X.Org that for many of the Linux distributions as the displayserver is used, contains a remarkable vulnerability. A screensaver with a password would be easily circumvented by a combination.
From a blog post on a French site, which shows that in X.org 1.11 and later a debug option suddenly is turned on by default. The option makes it possible to program the mouse and keyboard ‘grabbing’, to close, and is built for testing purposes. It is unclear why the option suddenly is turned on by default, but it is certain, however, that this unwanted consequences.
Many screensaver-software of Linux works namely by an application fullscreen and all incoming keyboard and mouse events to grab. When motion is detected, the screen saver software to do two things: immediately the desktop view or, if the screensaver is set to, a user, a password type.
The latter is the error when the debug option is enabled. By the key combination ctrl+alt+f10 to print all active grabs rendered harmless by ctrl+alt+f11, press all programs, concluded that the mouse or the keyboard claim. This includes also the screensaver if it is enabled.
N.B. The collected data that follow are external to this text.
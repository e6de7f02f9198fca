//! Session listing API client
//!
//! Read-only view of the collaborator that owns analysis sessions
//! (creation, upload, and processing state are its concern, not ours).

use std::time::Duration;

use uuid::Uuid;

use gaiteval_common::{Error, Result, SessionListing};

const USER_AGENT: &str = concat!("gaiteval/", env!("CARGO_PKG_VERSION"));
const REQUEST_TIMEOUT: Duration = Duration::from_secs(10);

/// Typed client for the session listing collaborator
pub struct SessionApiClient {
    http: reqwest::Client,
    base_url: String,
}

impl SessionApiClient {
    pub fn new(base_url: &str) -> Result<Self> {
        let http = reqwest::Client::builder()
            .user_agent(USER_AGENT)
            .timeout(REQUEST_TIMEOUT)
            .build()
            .map_err(|e| Error::Collaborator(format!("session API client: {e}")))?;
        Ok(Self {
            http,
            base_url: base_url.trim_end_matches('/').to_string(),
        })
    }

    /// All sessions belonging to a user, any status
    pub async fn list_sessions(&self, user_id: Uuid) -> Result<Vec<SessionListing>> {
        let url = format!("{}/users/{}/sessions", self.base_url, user_id);
        let response = self
            .http
            .get(&url)
            .send()
            .await
            .map_err(|e| Error::Collaborator(format!("session listing: {e}")))?;

        if response.status() == reqwest::StatusCode::NOT_FOUND {
            return Err(Error::NotFound(format!("user {user_id}")));
        }
        if !response.status().is_success() {
            return Err(Error::Collaborator(format!(
                "session listing returned {}",
                response.status()
            )));
        }

        response
            .json()
            .await
            .map_err(|e| Error::Collaborator(format!("session listing payload: {e}")))
    }

    /// One session by id
    pub async fn get_session(&self, session_id: Uuid) -> Result<SessionListing> {
        let url = format!("{}/sessions/{}", self.base_url, session_id);
        let response = self
            .http
            .get(&url)
            .send()
            .await
            .map_err(|e| Error::Collaborator(format!("session lookup: {e}")))?;

        if response.status() == reqwest::StatusCode::NOT_FOUND {
            return Err(Error::NotFound(format!("session {session_id}")));
        }
        if !response.status().is_success() {
            return Err(Error::Collaborator(format!(
                "session lookup returned {}",
                response.status()
            )));
        }

        response
            .json()
            .await
            .map_err(|e| Error::Collaborator(format!("session payload: {e}")))
    }
}

#[cfg(test)]
mod tests {
    use super::*;

    #[test]
    fn base_url_trailing_slash_is_normalized() {
        let client = SessionApiClient::new("http://sessions.test/api/").unwrap();
        assert_eq!(client.base_url, "http://sessions.test/api");
    }
}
In practice therefore, the computer of a person using a screen saver, the computer has been secured, can be easily circumvented. Therefore, a computer must be physically accessible and on, but for example in office or school environments can the ‘vulnerability’ pose.
Linux-fansite Phoronix has the vulnerability can reproduce. Among others, upcoming versions of Ubuntu, Debian, Arch Linux and Gentoo would be vulnerable. The new releases of the desktop environments, Gnome and KDE contain the software already. Although many Linux-distributions of plan to X.org in exchange for the new displayserver Wayland, but that transition has not yet been made.